Skills shortages loom large in Western Australia
Australia, February 11: Western Australia is facing acute shortage of skilled workers, says BHP Billiton, the biggest resources company of the world.
These changes have come sooner than expected and there are serious concerns about such skill shortages, especially in Western Australia and Queensland, the two resource rich states of the country. This was stated by Marius Kloppers, chief executive, BHP Billiton.
And the skills shortage is posing difficulties for the mining industry in terms of costs and operations.
Earlier this week, some major changes have been introduced into the skilled migration program of Australia to help attract high-end skilled workers into the country.

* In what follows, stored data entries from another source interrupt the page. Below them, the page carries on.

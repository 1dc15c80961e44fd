//! Book change events and the emitter seam used by producers

use crate::books::Book;
use serde::{Deserialize, Serialize};
use std::fmt;
use std::str::FromStr;

/// The kind of change a `BookEvent` describes
#[derive(Debug, Clone, Copy, PartialEq, Eq, Hash, Serialize, Deserialize)]
#[serde(rename_all = "snake_case")]
pub enum EventKind {
    Created,
    Updated,
    Deleted,
}

impl EventKind {
    pub const ALL: [EventKind; 3] = [EventKind::Created, EventKind::Updated, EventKind::Deleted];

    /// Name of the event on the wire (`book-created`, ...)
    pub fn wire_name(self) -> &'static str {
        match self {
            EventKind::Created => "book-created",
            EventKind::Updated => "book-updated",
            EventKind::Deleted => "book-deleted",
        }
    }

    /// Short badge shown next to a notification
    pub fn label(self) -> &'static str {
        match self {
            EventKind::Created => "CREATE",
            EventKind::Updated => "UPDATE",
            EventKind::Deleted => "DELETE",
        }
    }
}

impl fmt::Display for EventKind {
    fn fmt(&self, f: &mut fmt::Formatter<'_>) -> fmt::Result {
        f.write_str(self.wire_name())
    }
}

impl FromStr for EventKind {
    type Err = String;

    fn from_str(s: &str) -> Result<Self, Self::Err> {
        EventKind::ALL
            .into_iter()
            .find(|k| k.wire_name() == s)
            .ok_or_else(|| format!("Unknown event name: {}", s))
    }
}

/// A book change, as published on the bus and sent to subscribers.
///
/// Serializes to the wire shape directly:
/// `{"event": "book-created", "data": {"message": ..., "book": {...}}}`
/// and `{"event": "book-deleted", "data": {"message": ..., "bookId": "42"}}`.
///
/// Must be Clone: every subscriber receives its own copy.
#[derive(Debug, Clone, PartialEq, Serialize, Deserialize)]
#[serde(tag = "event", content = "data")]
pub enum BookEvent {
    #[serde(rename = "book-created")]
    Created { message: String, book: Book },
    #[serde(rename = "book-updated")]
    Updated { message: String, book: Book },
    #[serde(rename = "book-deleted")]
    Deleted {
        message: String,
        #[serde(rename = "bookId")]
        book_id: String,
    },
}

impl BookEvent {
    /// Event for a freshly created book
    pub fn created(book: Book) -> Self {
        Self::Created {
            message: format!("Book \"{}\" has been created", book.title),
            book,
        }
    }

    /// Event carrying the post-update state of a book
    pub fn updated(book: Book) -> Self {
        Self::Updated {
            message: format!("Book \"{}\" has been updated", book.title),
            book,
        }
    }

    /// Event for a deleted book; only the id survives
    pub fn deleted(book_id: impl Into<String>) -> Self {
        let book_id = book_id.into();
        Self::Deleted {
            message: format!("Book with ID \"{}\" has been deleted", book_id),
            book_id,
        }
    }

    pub fn kind(&self) -> EventKind {
        match self {
            Self::Created { .. } => EventKind::Created,
            Self::Updated { .. } => EventKind::Updated,
            Self::Deleted { .. } => EventKind::Deleted,
        }
    }

    pub fn message(&self) -> &str {
        match self {
            Self::Created { message, .. }
            | Self::Updated { message, .. }
            | Self::Deleted { message, .. } => message,
        }
    }

    /// The full record, for created/updated events
    pub fn book(&self) -> Option<&Book> {
        match self {
            Self::Created { book, .. } | Self::Updated { book, .. } => Some(book),
            Self::Deleted { .. } => None,
        }
    }

    /// The id of the affected book, for every kind
    pub fn book_id(&self) -> &str {
        match self {
            Self::Created { book, .. } | Self::Updated { book, .. } => &book.id,
            Self::Deleted { book_id, .. } => book_id,
        }
    }
}

/// Sink for book events.
///
/// Emitting is fire-and-forget: it never blocks, never fails, and returns
/// nothing the caller could branch on.
pub trait EventEmitter: Send + Sync {
    fn emit(&self, event: BookEvent);

    fn emit_created(&self, book: &Book) {
        self.emit(BookEvent::created(book.clone()));
    }

    fn emit_updated(&self, book: &Book) {
        self.emit(BookEvent::updated(book.clone()));
    }

    fn emit_deleted(&self, book_id: &str) {
        self.emit(BookEvent::deleted(book_id));
    }
}
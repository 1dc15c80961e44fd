//! BookStore trait and the in-memory implementation
//!
//! The store is a plain collaborator: it knows nothing about events or auth.
//! `BookManager` wraps it and is the only thing that publishes.

use super::models::{Book, BookPatch, NewBook};
use anyhow::Result;
use async_trait::async_trait;
use chrono::Utc;
use tokio::sync::RwLock;
use uuid::Uuid;

/// Abstract interface for book persistence.
#[async_trait]
pub trait BookStore: Send + Sync {
    /// Insert a new book and return it with its assigned id and timestamps
    async fn create(&self, book: NewBook) -> Result<Book>;

    /// Get a book by id
    async fn get(&self, id: &str) -> Result<Option<Book>>;

    /// Merge a patch into an existing book; `None` if the id is unknown
    async fn update(&self, id: &str, patch: BookPatch) -> Result<Option<Book>>;

    /// Remove a book; `false` if the id is unknown
    async fn delete(&self, id: &str) -> Result<bool>;

    /// List all books in insertion order
    async fn list(&self) -> Result<Vec<Book>>;

    /// Remove every book
    async fn clear(&self) -> Result<()>;
}

/// Process-local store backed by a `Vec`, in insertion order.
#[derive(Default)]
pub struct InMemoryBookStore {
    books: RwLock<Vec<Book>>,
}

impl InMemoryBookStore {
    /// Create an empty store
    pub fn new() -> Self {
        Self::default()
    }

    /// Create a store pre-populated with the two catalog classics (ids "1" and "2")
    pub fn seeded() -> Self {
        Self {
            books: RwLock::new(seed_books()),
        }
    }
}

fn seed_books() -> Vec<Book> {
    let now = Utc::now();
    vec![
        Book {
            id: "1".to_string(),
            title: "The Great Gatsby".to_string(),
            author: "F. Scott Fitzgerald".to_string(),
            isbn: "978-0-7432-7356-5".to_string(),
            published_year: 1925,
            genre: "Fiction".to_string(),
            created_at: now,
            updated_at: now,
        },
        Book {
            id: "2".to_string(),
            title: "To Kill a Mockingbird".to_string(),
            author: "Harper Lee".to_string(),
            isbn: "978-0-06-112008-4".to_string(),
            published_year: 1960,
            genre: "Fiction".to_string(),
            created_at: now,
            updated_at: now,
        },
    ]
}

#[async_trait]
impl BookStore for InMemoryBookStore {
    async fn create(&self, book: NewBook) -> Result<Book> {
        let now = Utc::now();
        let book = Book {
            id: Uuid::new_v4().to_string(),
            title: book.title,
            author: book.author,
            isbn: book.isbn,
            published_year: book.published_year,
            genre: book.genre,
            created_at: now,
            updated_at: now,
        };
        self.books.write().await.push(book.clone());
        Ok(book)
    }

    async fn get(&self, id: &str) -> Result<Option<Book>> {
        Ok(self.books.read().await.iter().find(|b| b.id == id).cloned())
    }

    async fn update(&self, id: &str, patch: BookPatch) -> Result<Option<Book>> {
        let mut books = self.books.write().await;
        let Some(book) = books.iter_mut().find(|b| b.id == id) else {
            return Ok(None);
        };
        patch.apply_to(book);
        book.updated_at = Utc::now();
        Ok(Some(book.clone()))
    }

    async fn delete(&self, id: &str) -> Result<bool> {
        let mut books = self.books.write().await;
        let before = books.len();
        books.retain(|b| b.id != id);
        Ok(books.len() != before)
    }

    async fn list(&self) -> Result<Vec<Book>> {
        Ok(self.books.read().await.clone())
    }

    async fn clear(&self) -> Result<()> {
        self.books.write().await.clear();
        Ok(())
    }
}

The reforms are aimed to maximize gains for Australia’s economy in the coming times, stated Chris Evans, Australia’s Immigration Minister.

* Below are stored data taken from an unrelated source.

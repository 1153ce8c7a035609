//! Pipeline definition grammar.
//!
//! ```text
//! definition ::= group ('|' group)*
//! group      ::= stage ('+' stage)*
//! stage      ::= name [ '(' param (',' param)* ')' ]
//! param      ::= ('size' | 'time') '=' value
//! ```
//!
//! Parameters tune the window of a batch stage, e.g. `match(size=50,time=2s)`.
//! Whether a name is an item or batch stage is only known once it is
//! resolved against a registry, so kind-dependent checks live in the composer.

use crate::config::WindowOverride;
use crate::error::{PipeError, Result};
use std::fmt;
use std::str::FromStr;
use std::time::Duration;

const GROUP_SEPARATOR: char = '|';
const FANOUT_SEPARATOR: char = '+';

#[derive(Debug, Clone, PartialEq, Eq)]
pub struct StageSpec {
    pub name: String,
    pub window: WindowOverride,
}

impl StageSpec {
    pub fn named(name: impl Into<String>) -> Self {
        Self {
            name: name.into(),
            window: WindowOverride::default(),
        }
    }

    pub fn has_params(&self) -> bool {
        !self.window.is_empty()
    }
}

/// Stages combined with `+`; each receives its own copy of every item.
#[derive(Debug, Clone, PartialEq, Eq)]
pub struct StageGroup {
    pub stages: Vec<StageSpec>,
}

impl StageGroup {
    pub fn is_fanout(&self) -> bool {
        self.stages.len() > 1
    }
}

#[derive(Debug, Clone, PartialEq, Eq)]
pub struct PipelineDefinition {
    pub groups: Vec<StageGroup>,
}

impl PipelineDefinition {
    pub fn parse(input: &str) -> Result<Self> {
        let trimmed = input.trim();
        if trimmed.is_empty() {
            return Err(PipeError::invalid_definition("definition is empty"));
        }

        let groups = split_top_level(trimmed, GROUP_SEPARATOR)?
            .into_iter()
            .map(|group| parse_group(group, input))
            .collect::<Result<Vec<_>>>()?;

        Ok(Self { groups })
    }

    pub fn stage_names(&self) -> impl Iterator<Item = &str> {
        self.groups
            .iter()
            .flat_map(|g| g.stages.iter().map(|s| s.name.as_str()))
    }
}

impl FromStr for PipelineDefinition {
    type Err = PipeError;

    fn from_str(s: &str) -> Result<Self> {
        Self::parse(s)
    }
}

impl fmt::Display for PipelineDefinition {
    fn fmt(&self, f: &mut fmt::Formatter<'_>) -> fmt::Result {
        for (i, group) in self.groups.iter().enumerate() {
            if i > 0 {
                write!(f, "{}", GROUP_SEPARATOR)?;
            }
            for (j, stage) in group.stages.iter().enumerate() {
                if j > 0 {
                    write!(f, "{}", FANOUT_SEPARATOR)?;
                }
                write!(f, "{}", stage)?;
            }
        }
        Ok(())
    }
}

impl fmt::Display for StageSpec {
    fn fmt(&self, f: &mut fmt::Formatter<'_>) -> fmt::Result {
        write!(f, "{}", self.name)?;
        if self.has_params() {
            let mut params = Vec::new();
            if let Some(size) = self.window.max_size {
                params.push(format!("size={}", size));
            }
            if let Some(time) = self.window.max_time {
                params.push(format!("time={}", humantime::format_duration(time)));
            }
            write!(f, "({})", params.join(","))?;
        }
        Ok(())
    }
}

/// Split on `sep` outside parentheses, rejecting separators inside them.
fn split_top_level(input: &str, sep: char) -> Result<Vec<&str>> {
    let mut parts = Vec::new();
    let mut depth = 0usize;
    let mut start = 0;

    for (i, c) in input.char_indices() {
        match c {
            '(' => depth += 1,
            ')' => {
                depth = depth.checked_sub(1).ok_or_else(|| {
                    PipeError::invalid_definition(format!("unbalanced ')' in '{}'", input))
                })?;
            }
            c if (c == GROUP_SEPARATOR || c == FANOUT_SEPARATOR) && depth > 0 => {
                return Err(PipeError::invalid_definition(format!(
                    "'{}' is not allowed inside stage parameters in '{}'",
                    c, input
                )));
            }
            c if c == sep => {
                parts.push(&input[start..i]);
                start = i + c.len_utf8();
            }
            _ => {}
        }
    }

    if depth != 0 {
        return Err(PipeError::invalid_definition(format!(
            "unbalanced '(' in '{}'",
            input
        )));
    }

    parts.push(&input[start..]);
    Ok(parts)
}

fn parse_group(group: &str, definition: &str) -> Result<StageGroup> {
    if group.trim().is_empty() {
        return Err(PipeError::invalid_definition(format!(
            "empty stage group in '{}'",
            definition
        )));
    }

    let stages = split_top_level(group, FANOUT_SEPARATOR)?
        .into_iter()
        .map(|stage| parse_stage(stage, definition))
        .collect::<Result<Vec<_>>>()?;

    Ok(StageGroup { stages })
}

fn parse_stage(raw: &str, definition: &str) -> Result<StageSpec> {
    let raw = raw.trim();
    let (name, params) = match raw.find('(') {
        Some(open) => {
            if !raw.ends_with(')') {
                return Err(PipeError::invalid_definition(format!(
                    "trailing characters after parameters of '{}'",
                    raw
                )));
            }
            (raw[..open].trim(), Some(&raw[open + 1..raw.len() - 1]))
        }
        None => (raw, None),
    };

    if name.is_empty() {
        return Err(PipeError::invalid_definition(format!(
            "empty stage name in '{}'",
            definition
        )));
    }

    if let Some(bad) = name
        .chars()
        .find(|c| !(c.is_ascii_alphanumeric() || matches!(c, '_' | '-' | '.')))
    {
        return Err(PipeError::invalid_definition(format!(
            "invalid character '{}' in stage name '{}'",
            bad, name
        )));
    }

    let window = match params {
        Some(params) => parse_params(name, params)?,
        None => WindowOverride::default(),
    };

    Ok(StageSpec {
        name: name.to_string(),
        window,
    })
}

fn parse_params(stage: &str, params: &str) -> Result<WindowOverride> {
    let mut window = WindowOverride::default();

    if params.trim().is_empty() {
        return Err(PipeError::invalid_definition(format!(
            "empty parameter list for stage '{}'",
            stage
        )));
    }

    for param in params.split(',') {
        let (key, value) = param.split_once('=').ok_or_else(|| {
            PipeError::invalid_definition(format!(
                "parameter '{}' of stage '{}' must be key=value",
                param.trim(),
                stage
            ))
        })?;
        let (key, value) = (key.trim(), value.trim());

        let repeated = match key {
            "size" => window.max_size.is_some(),
            "time" => window.max_time.is_some(),
            _ => false,
        };
        if repeated {
            return Err(PipeError::invalid_definition(format!(
                "parameter '{}' given more than once for stage '{}'",
                key, stage
            )));
        }

        match key {
            "size" => {
                let size = value.parse::<usize>().ok().filter(|s| *s > 0).ok_or_else(|| {
                    PipeError::invalid_definition(format!(
                        "size of stage '{}' must be a positive integer, got '{}'",
                        stage, value
                    ))
                })?;
                window.max_size = Some(size);
            }
            "time" => {
                let time = parse_duration(value).ok_or_else(|| {
                    PipeError::invalid_definition(format!(
                        "time of stage '{}' must be a positive duration like 500ms, got '{}'",
                        stage, value
                    ))
                })?;
                window.max_time = Some(time);
            }
            other => {
                return Err(PipeError::invalid_definition(format!(
                    "unknown parameter '{}' for stage '{}' (expected size or time)",
                    other, stage
                )));
            }
        }
    }

    Ok(window)
}

fn parse_duration(value: &str) -> Option<Duration> {
    humantime::parse_duration(value)
        .ok()
        .filter(|d| !d.is_zero())
}

#[cfg(test)]
mod tests {
    use super::*;

    #[test]
    fn test_parse_groups_and_fanout() {
        let def = PipelineDefinition::parse(" validate + enrich | match ").unwrap();
        assert_eq!(def.groups.len(), 2);
        assert!(def.groups[0].is_fanout());
        assert!(!def.groups[1].is_fanout());
        assert_eq!(
            def.stage_names().collect::<Vec<_>>(),
            vec!["validate", "enrich", "match"]
        );
        assert_eq!(def.to_string(), "validate+enrich|match");
    }

    #[test]
    fn test_parse_window_params() {
        let def: PipelineDefinition = "double|batch(size=2, time=500ms)".parse().unwrap();
        let batch = &def.groups[1].stages[0];
        assert_eq!(batch.name, "batch");
        assert_eq!(batch.window.max_size, Some(2));
        assert_eq!(batch.window.max_time, Some(Duration::from_millis(500)));
        assert_eq!(def.to_string(), "double|batch(size=2,time=500ms)");

        let def = PipelineDefinition::parse("m(time=2s)").unwrap();
        assert_eq!(def.groups[0].stages[0].window.max_size, None);
        assert_eq!(def.groups[0].stages[0].window.max_time, Some(Duration::from_secs(2)));
    }

    #[test]
    fn test_invalid_definitions() {
        let cases = [
            "",
            "   ",
            "a||b",
            "a|",
            "|a",
            "a++b",
            "a+",
            "a b",
            "a(size=2",
            "a)size=2(",
            "a(size=0)",
            "a(size=two)",
            "a(time=0ms)",
            "a(time=soon)",
            "a(colour=red)",
            "a()",
            "a(size)",
            "a(size=2)x",
            "a(size=2|3)",
            "a(size=2,size=5)",
            "a(time=1s, time=2s)",
            "(size=2)",
        ];

        for case in cases {
            let result = PipelineDefinition::parse(case);
            assert!(
                matches!(result, Err(PipeError::InvalidDefinition(_))),
                "expected '{}' to be rejected, got {:?}",
                case,
                result
            );
        }
    }

    #[test]
    fn test_repeated_parameter_rejected() {
        let err = PipelineDefinition::parse("m(size=2,time=1s,size=5)").unwrap_err();
        assert!(err.to_string().contains("'size' given more than once"));
    }

    #[test]
    fn test_name_characters() {
        let def = PipelineDefinition::parse("geo.lookup|dedupe_v2+score-1").unwrap();
        assert_eq!(
            def.stage_names().collect::<Vec<_>>(),
            vec!["geo.lookup", "dedupe_v2", "score-1"]
        );
    }
}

The minister had stated that the recent changes to the skilled migration program of Australia were in line with the much needed limit for skilled migration to Australia by allowing only the highest caliber workers into the country and not those for low-end vocational courses.

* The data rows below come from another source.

//! rustpipe - run newline-delimited JSON through a stage pipeline.
//!
//! Payloads are read from stdin, results are written to stdout and error
//! records to stderr (or `--errors <file>`), one JSON document per line.

use anyhow::{bail, Context};
use clap::Parser;
use rustpipe::metrics::Metrics;
use rustpipe::pipeline::PipelineRun;
use rustpipe::{logging, stages, Config, Message, PipelineComposer};
use std::path::PathBuf;
use std::sync::Arc;
use tokio::io::{AsyncBufReadExt, AsyncWrite, AsyncWriteExt, BufReader, BufWriter};
use tokio::signal;
use tokio::sync::mpsc;
use tokio_stream::wrappers::ReceiverStream;
use tokio_stream::StreamExt;
use tracing::{error, info, warn};

#[derive(Parser)]
#[command(name = "rustpipe")]
#[command(about = "Run NDJSON records through a stage pipeline")]
#[command(version)]
struct Cli {
    /// TOML configuration file
    #[arg(long)]
    config: Option<PathBuf>,

    /// Name of a pipeline defined in the configuration file
    #[arg(long, conflicts_with = "definition", required_unless_present = "definition")]
    pipeline: Option<String>,

    /// Inline pipeline definition, e.g. "drop_null|require_object|collect(size=50)"
    #[arg(long)]
    definition: Option<String>,

    /// Write error records to this file instead of stderr
    #[arg(long)]
    errors: Option<PathBuf>,

    /// Print Prometheus metrics to stderr on exit
    #[arg(long)]
    metrics: bool,
}

#[tokio::main]
async fn main() -> anyhow::Result<()> {
    let cli = Cli::parse();

    let config = match &cli.config {
        Some(path) => {
            let path = path
                .to_str()
                .with_context(|| format!("config path {} is not UTF-8", path.display()))?;
            Config::from_file(path)?
        }
        None => Config::default(),
    };
    config.validate()?;
    logging::init(&config.logging);

    let registry = Arc::new(stages::builtin_registry()?);
    let metrics = Metrics::new()?;
    let composer =
        PipelineComposer::new(registry, config.engine.clone()).with_metrics(Arc::clone(&metrics));

    let pipeline = match (&cli.pipeline, &cli.definition) {
        (Some(name), _) => composer.compose_config(config.pipeline(name)?)?,
        (None, Some(definition)) => composer.compose(definition)?,
        (None, None) => bail!("either --pipeline or --definition is required"),
    };
    info!("Starting pipeline {}: {}", pipeline.name(), pipeline.definition());

    let error_out: Box<dyn AsyncWrite + Unpin + Send> = match &cli.errors {
        Some(path) => Box::new(
            tokio::fs::File::create(path)
                .await
                .with_context(|| format!("cannot create {}", path.display()))?,
        ),
        None => Box::new(tokio::io::stderr()),
    };

    let (tx, rx) = mpsc::channel(config.engine.channel_capacity.max(1));
    let reader = tokio::spawn(read_stdin(tx));

    let PipelineRun {
        results,
        errors,
        handle,
    } = pipeline.run(ReceiverStream::new(rx));

    let cancel = handle.cancellation_token();
    tokio::spawn(async move {
        if signal::ctrl_c().await.is_ok() {
            warn!("Interrupted, cancelling pipeline");
            cancel.cancel();
        }
    });

    let result_writer = write_ndjson(
        results.map(|m| m.payload),
        BufWriter::new(tokio::io::stdout()),
    );
    let error_writer = write_ndjson(errors, BufWriter::new(error_out));
    let (written, diverted) = tokio::try_join!(result_writer, error_writer)?;

    let summary = handle.wait().await?;
    if reader.is_finished() {
        if let Err(e) = reader.await? {
            error!("Failed reading stdin: {}", e);
        }
    } else {
        // Still blocked on stdin after a cancel
        reader.abort();
    }

    info!(
        "Pipeline finished: {} in, {} out, {} errors, {} dropped",
        summary.received, written, diverted, summary.dropped
    );

    if cli.metrics {
        eprint!("{}", metrics.gather_text()?);
    }

    Ok(())
}

/// Feed stdin lines into the pipeline source. Lines that are not valid JSON
/// are skipped with a warning.
async fn read_stdin(tx: mpsc::Sender<Message>) -> std::io::Result<()> {
    let mut lines = BufReader::new(tokio::io::stdin()).lines();
    let mut line_no = 0u64;

    while let Some(line) = lines.next_line().await? {
        line_no += 1;
        if line.trim().is_empty() {
            continue;
        }
        match serde_json::from_str(&line) {
            Ok(payload) => {
                if tx.send(Message::new(payload)).await.is_err() {
                    // Pipeline stopped reading
                    break;
                }
            }
            Err(e) => warn!("Skipping line {}: invalid JSON: {}", line_no, e),
        }
    }
    Ok(())
}

async fn write_ndjson<S, T, W>(stream: S, mut out: W) -> anyhow::Result<u64>
where
    S: tokio_stream::Stream<Item = T>,
    T: serde::Serialize,
    W: AsyncWrite + Unpin,
{
    tokio::pin!(stream);
    let mut count = 0;
    while let Some(item) = stream.next().await {
        let mut line = serde_json::to_vec(&item)?;
        line.push(b'\n');
        out.write_all(&line).await?;
        count += 1;
    }
    out.flush().await?;
    Ok(count)
}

The year 2009 saw nearly 170,000 immigrants applying to live and work in Australia as skilled migrant workers.
The miner send a clear warning about the Henry Tax Review which is likely to recommend replacing state-based royalties with RRT(resource rent tax) on mining projects. Mr. Kloppers said that although he is unsure about the details of the review, but the country needs to be aware that it is regarded as a fiscally stable destination for investment.
He went on to add saying that it was of utmost importance for the mining companies that there will be no change in the rules while they make investments. Hence, he gave assurances about future investments from BHP Billiton in not just Australia but also in Canada, US and Chile, all of which have sound fiscal stability.
Shortage of skilled workers was less comparatively lesser during the global recession, said Heather Ridout, the chief executive of the Australian Industry Group. She added that such skills shortage is being anticipated across several occupations in the year 2010, as per the research by the company.